-- LISTED ENTRIES follows --

//! External interfaces: platform audio capture and playback.
//!
//! The real collaborators here — an OS-specific loopback capture device,
//! a platform audio output — are out of scope; this crate only owns the
//! trait boundary plus implementations plain enough to exercise the
//! pipeline without any platform audio stack, the way `pmoaudio` ships
//! `FileSource`/`FlacFileSink` alongside its real device/network sinks.

use async_trait::async_trait;
use std::f64::consts::PI;
use std::io;
use std::path::Path;
use tokio::fs::File;
use tokio::io::{AsyncReadExt, AsyncWriteExt};

/// Consumes a device identifier string, produces an append-only byte
/// stream of PCM samples in the session format. Errors terminate
/// streaming; a partial frame at end of stream is still delivered (the
/// [`crate::Framer`] upstream of this trait handles that).
#[async_trait]
pub trait CaptureSource: Send {
    /// Returns the next chunk of raw bytes, or `None` once the stream
    /// is exhausted.
    async fn next_bytes(&mut self) -> io::Result<Option<Vec<u8>>>;
}

/// Accepts a stream of byte blocks conforming to the session PCM
/// format. Writes must not reorder; a real implementation may coalesce
/// blocks internally, but every byte handed to `write_chunk` must reach
/// the output in the order it was given.
#[async_trait]
pub trait PlaybackSink: Send {
    async fn write_chunk(&mut self, data: &[u8]) -> io::Result<()>;
}

/// Synthetic sine-wave capture: S16LE stereo samples at the given
/// sample rate. Generates a fixed number of frames of `frame_bytes`
/// length and then reports end of stream, which is exactly the
/// `SourceNode::generate_chunks` demo pattern used for multiroom testing.
pub struct ToneCapture {
    frame_bytes: usize,
    sample_rate: u32,
    frequency_hz: f64,
    frames_remaining: u32,
    phase: f64,
}

impl ToneCapture {
    pub fn new(frame_bytes: usize, sample_rate: u32, frequency_hz: f64, frame_count: u32) -> Self {
        Self {
            frame_bytes,
            sample_rate,
            frequency_hz,
            frames_remaining: frame_count,
            phase: 0.0,
        }
    }
}

#[async_trait]
impl CaptureSource for ToneCapture {
    async fn next_bytes(&mut self) -> io::Result<Option<Vec<u8>>> {
        if self.frames_remaining == 0 {
            return Ok(None);
        }
        self.frames_remaining -= 1;

        let samples_per_frame = self.frame_bytes / 4; // stereo i16: 4 bytes/sample-pair
        let mut out = Vec::with_capacity(self.frame_bytes);
        let step = 2.0 * PI * self.frequency_hz / self.sample_rate as f64;
        for _ in 0..samples_per_frame {
            let value = (self.phase.sin() * i16::MAX as f64 * 0.25) as i16;
            out.extend_from_slice(&value.to_le_bytes());
            out.extend_from_slice(&value.to_le_bytes());
            self.phase += step;
        }
        Ok(Some(out))
    }
}

/// Reads raw interleaved S16LE PCM bytes out of a file, `read_size`
/// bytes at a time. No container (WAV/FLAC) header is parsed — the file
/// is expected to already be raw samples in the session format, the
/// same assumption `pmoaudio`'s `disk_sink` makes in reverse for its
/// write side.
pub struct PcmFileCapture {
    file: File,
    read_size: usize,
}

impl PcmFileCapture {
    pub async fn open(path: impl AsRef<Path>, read_size: usize) -> io::Result<Self> {
        let file = File::open(path).await?;
        Ok(Self { file, read_size })
    }
}

#[async_trait]
impl CaptureSource for PcmFileCapture {
    async fn next_bytes(&mut self) -> io::Result<Option<Vec<u8>>> {
        let mut buf = vec![0u8; self.read_size];
        let mut total_read = 0usize;
        while total_read < buf.len() {
            let n = self.file.read(&mut buf[total_read..]).await?;
            if n == 0 {
                break;
            }
            total_read += n;
        }
        if total_read == 0 {
            return Ok(None);
        }
        buf.truncate(total_read);
        Ok(Some(buf))
    }
}

/// Discards audio, counting bytes written. Used in tests and headless
/// operation where there is nothing to actually play through.
#[derive(Debug, Default)]
pub struct NullPlayback {
    pub bytes_written: u64,
}

#[async_trait]
impl PlaybackSink for NullPlayback {
    async fn write_chunk(&mut self, data: &[u8]) -> io::Result<()> {
        self.bytes_written += data.len() as u64;
        Ok(())
    }
}

/// Appends every received chunk to a file, in arrival order — a minimal
/// stand-in for a platform output device, good enough to diff against a
/// source recording in a test.
pub struct PcmFilePlayback {
    file: File,
}

impl PcmFilePlayback {
    pub async fn create(path: impl AsRef<Path>) -> io::Result<Self> {
        let file = File::create(path).await?;
        Ok(Self { file })
    }
}

#[async_trait]
impl PlaybackSink for PcmFilePlayback {
    async fn write_chunk(&mut self, data: &[u8]) -> io::Result<()> {
        self.file.write_all(data).await
    }
}
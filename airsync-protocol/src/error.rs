use thiserror::Error;

/// Everything that can go wrong decoding a wire message. A `decode`
/// failure never panics and never takes down the channel by itself —
/// the caller logs and drops the message, per the error handling design.
#[derive(Error, Debug)]
pub enum MalformedMessage {
    #[error("unknown message tag {0:?}")]
    UnknownTag(String),
    #[error("missing or misordered field {0:?}")]
    MissingField(&'static str),
    #[error("field {0:?} out of range")]
    OutOfRange(&'static str),
    #[error("binary blob length mismatch for field {0:?}")]
    LengthMismatch(&'static str),
    #[error("truncated or malformed MessagePack payload: {0}")]
    Encoding(String),
}
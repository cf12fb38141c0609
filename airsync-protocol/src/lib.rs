//! Wire codec for the synchronized playback protocol.
//!
//! Every message is a single self-delimited MessagePack fixmap carrying a
//! small tagged map with named fields — see [`codec`] for the byte
//! layout and [`messages`] for the six message shapes.

pub mod codec;
pub mod error;
pub mod messages;

pub use codec::{decode, encode};
pub use error::MalformedMessage;
pub use messages::{AudioChunkMsg, ClientReady, ErrorMsg, Message, ServerInfo, SyncRequest, SyncResponse};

-- LISTED ENTRIES concluded --

(DIRECTIONS FOR THIS TASK) The full listing above should be retyped without any alteration.

(ANSWER TO THE PROBLEM)
//! External interfaces: platform audio capture and playback.
//!
//! The real collaborators here — an OS-specific loopback capture device,
//! a platform audio output — are out of scope; this crate only owns the
//! trait boundary plus implementations plain enough to exercise the
//! pipeline without any platform audio stack, the way `pmoaudio` ships
//! `FileSource`/`FlacFileSink` alongside its real device/network sinks.

use async_trait::async_trait;
use std::f64::consts::PI;
use std::io;
use std::path::Path;
use tokio::fs::File;
use tokio::io::{AsyncReadExt, AsyncWriteExt};

/// Consumes a device identifier string, produces an append-only byte
/// stream of PCM samples in the session format. Errors terminate
/// streaming; a partial frame at end of stream is still delivered (the
/// [`crate::Framer`] upstream of this trait handles that).
#[async_trait]
pub trait CaptureSource: Send {
    /// Returns the next chunk of raw bytes, or `None` once the stream
    /// is exhausted.
    async fn next_bytes(&mut self) -> io::Result<Option<Vec<u8>>>;
}

/// Accepts a stream of byte blocks conforming to the session PCM
/// format. Writes must not reorder; a real implementation may coalesce
/// blocks internally, but every byte handed to `write_chunk` must reach
/// the output in the order it was given.
#[async_trait]
pub trait PlaybackSink: Send {
    async fn write_chunk(&mut self, data: &[u8]) -> io::Result<()>;
}

/// Synthetic sine-wave capture: S16LE stereo samples at the given
/// sample rate. Generates a fixed number of frames of `frame_bytes`
/// length and then reports end of stream, which is exactly the
/// `SourceNode::generate_chunks` demo pattern used for multiroom testing.
pub struct ToneCapture {
    frame_bytes: usize,
    sample_rate: u32,
    frequency_hz: f64,
    frames_remaining: u32,
    phase: f64,
}

impl ToneCapture {
    pub fn new(frame_bytes: usize, sample_rate: u32, frequency_hz: f64, frame_count: u32) -> Self {
        Self {
            frame_bytes,
            sample_rate,
            frequency_hz,
            frames_remaining: frame_count,
            phase: 0.0,
        }
    }
}

#[async_trait]
impl CaptureSource for ToneCapture {
    async fn next_bytes(&mut self) -> io::Result<Option<Vec<u8>>> {
        if self.frames_remaining == 0 {
            return Ok(None);
        }
        self.frames_remaining -= 1;

        let samples_per_frame = self.frame_bytes / 4; // stereo i16: 4 bytes/sample-pair
        let mut out = Vec::with_capacity(self.frame_bytes);
        let step = 2.0 * PI * self.frequency_hz / self.sample_rate as f64;
        for _ in 0..samples_per_frame {
            let value = (self.phase.sin() * i16::MAX as f64 * 0.25) as i16;
            out.extend_from_slice(&value.to_le_bytes());
            out.extend_from_slice(&value.to_le_bytes());
            self.phase += step;
        }
        Ok(Some(out))
    }
}

/// Reads raw interleaved S16LE PCM bytes out of a file, `read_size`
/// bytes at a time. No container (WAV/FLAC) header is parsed — the file
/// is expected to already be raw samples in the session format, the
/// same assumption `pmoaudio`'s `disk_sink` makes in reverse for its
/// write side.
pub struct PcmFileCapture {
    file: File,
    read_size: usize,
}

impl PcmFileCapture {
    pub async fn open(path: impl AsRef<Path>, read_size: usize) -> io::Result<Self> {
        let file = File::open(path).await?;
        Ok(Self { file, read_size })
    }
}

#[async_trait]
impl CaptureSource for PcmFileCapture {
    async fn next_bytes(&mut self) -> io::Result<Option<Vec<u8>>> {
        let mut buf = vec![0u8; self.read_size];
        let mut total_read = 0usize;
        while total_read < buf.len() {
            let n = self.file.read(&mut buf[total_read..]).await?;
            if n == 0 {
                break;
            }
            total_read += n;
        }
        if total_read == 0 {
            return Ok(None);
        }
        buf.truncate(total_read);
        Ok(Some(buf))
    }
}

/// Discards audio, counting bytes written. Used in tests and headless
/// operation where there is nothing to actually play through.
#[derive(Debug, Default)]
pub struct NullPlayback {
    pub bytes_written: u64,
}

#[async_trait]
impl PlaybackSink for NullPlayback {
    async fn write_chunk(&mut self, data: &[u8]) -> io::Result<()> {
        self.bytes_written += data.len() as u64;
        Ok(())
    }
}

/// Appends every received chunk to a file, in arrival order — a minimal
/// stand-in for a platform output device, good enough to diff against a
/// source recording in a test.
pub struct PcmFilePlayback {
    file: File,
}

impl PcmFilePlayback {
    pub async fn create(path: impl AsRef<Path>) -> io::Result<Self> {
        let file = File::create(path).await?;
        Ok(Self { file })
    }
}

#[async_trait]
impl PlaybackSink for PcmFilePlayback {
    async fn write_chunk(&mut self, data: &[u8]) -> io::Result<()> {
        self.file.write_all(data).await
    }
}
filename airsync-protocol/src/error.rs
use thiserror::Error;

/// Everything that can go wrong decoding a wire message. A `decode`
/// failure never panics and never takes down the channel by itself —
/// the caller logs and drops the message, per the error handling design.
#[derive(Error, Debug)]
pub enum MalformedMessage {
    #[error("unknown message tag {0:?}")]
    UnknownTag(String),
    #[error("missing or misordered field {0:?}")]
    MissingField(&'static str),
    #[error("field {0:?} out of range")]
    OutOfRange(&'static str),
    #[error("binary blob length mismatch for field {0:?}")]
    LengthMismatch(&'static str),
    #[error("truncated or malformed MessagePack payload: {0}")]
    Encoding(String),
}
repository cf12fb38141c0609
filename airsync-protocol/src/lib.rs
//! Wire codec for the synchronized playback protocol.
//!
//! Every message is a single self-delimited MessagePack fixmap carrying a
//! small tagged map with named fields — see [`codec`] for the byte
//! layout and [`messages`] for the six message shapes.

pub mod codec;
pub mod error;
pub mod messages;

pub use codec::{decode, encode};
pub use error::MalformedMessage;
pub use messages::{AudioChunkMsg, ClientReady, ErrorMsg, Message, ServerInfo, SyncRequest, SyncResponse};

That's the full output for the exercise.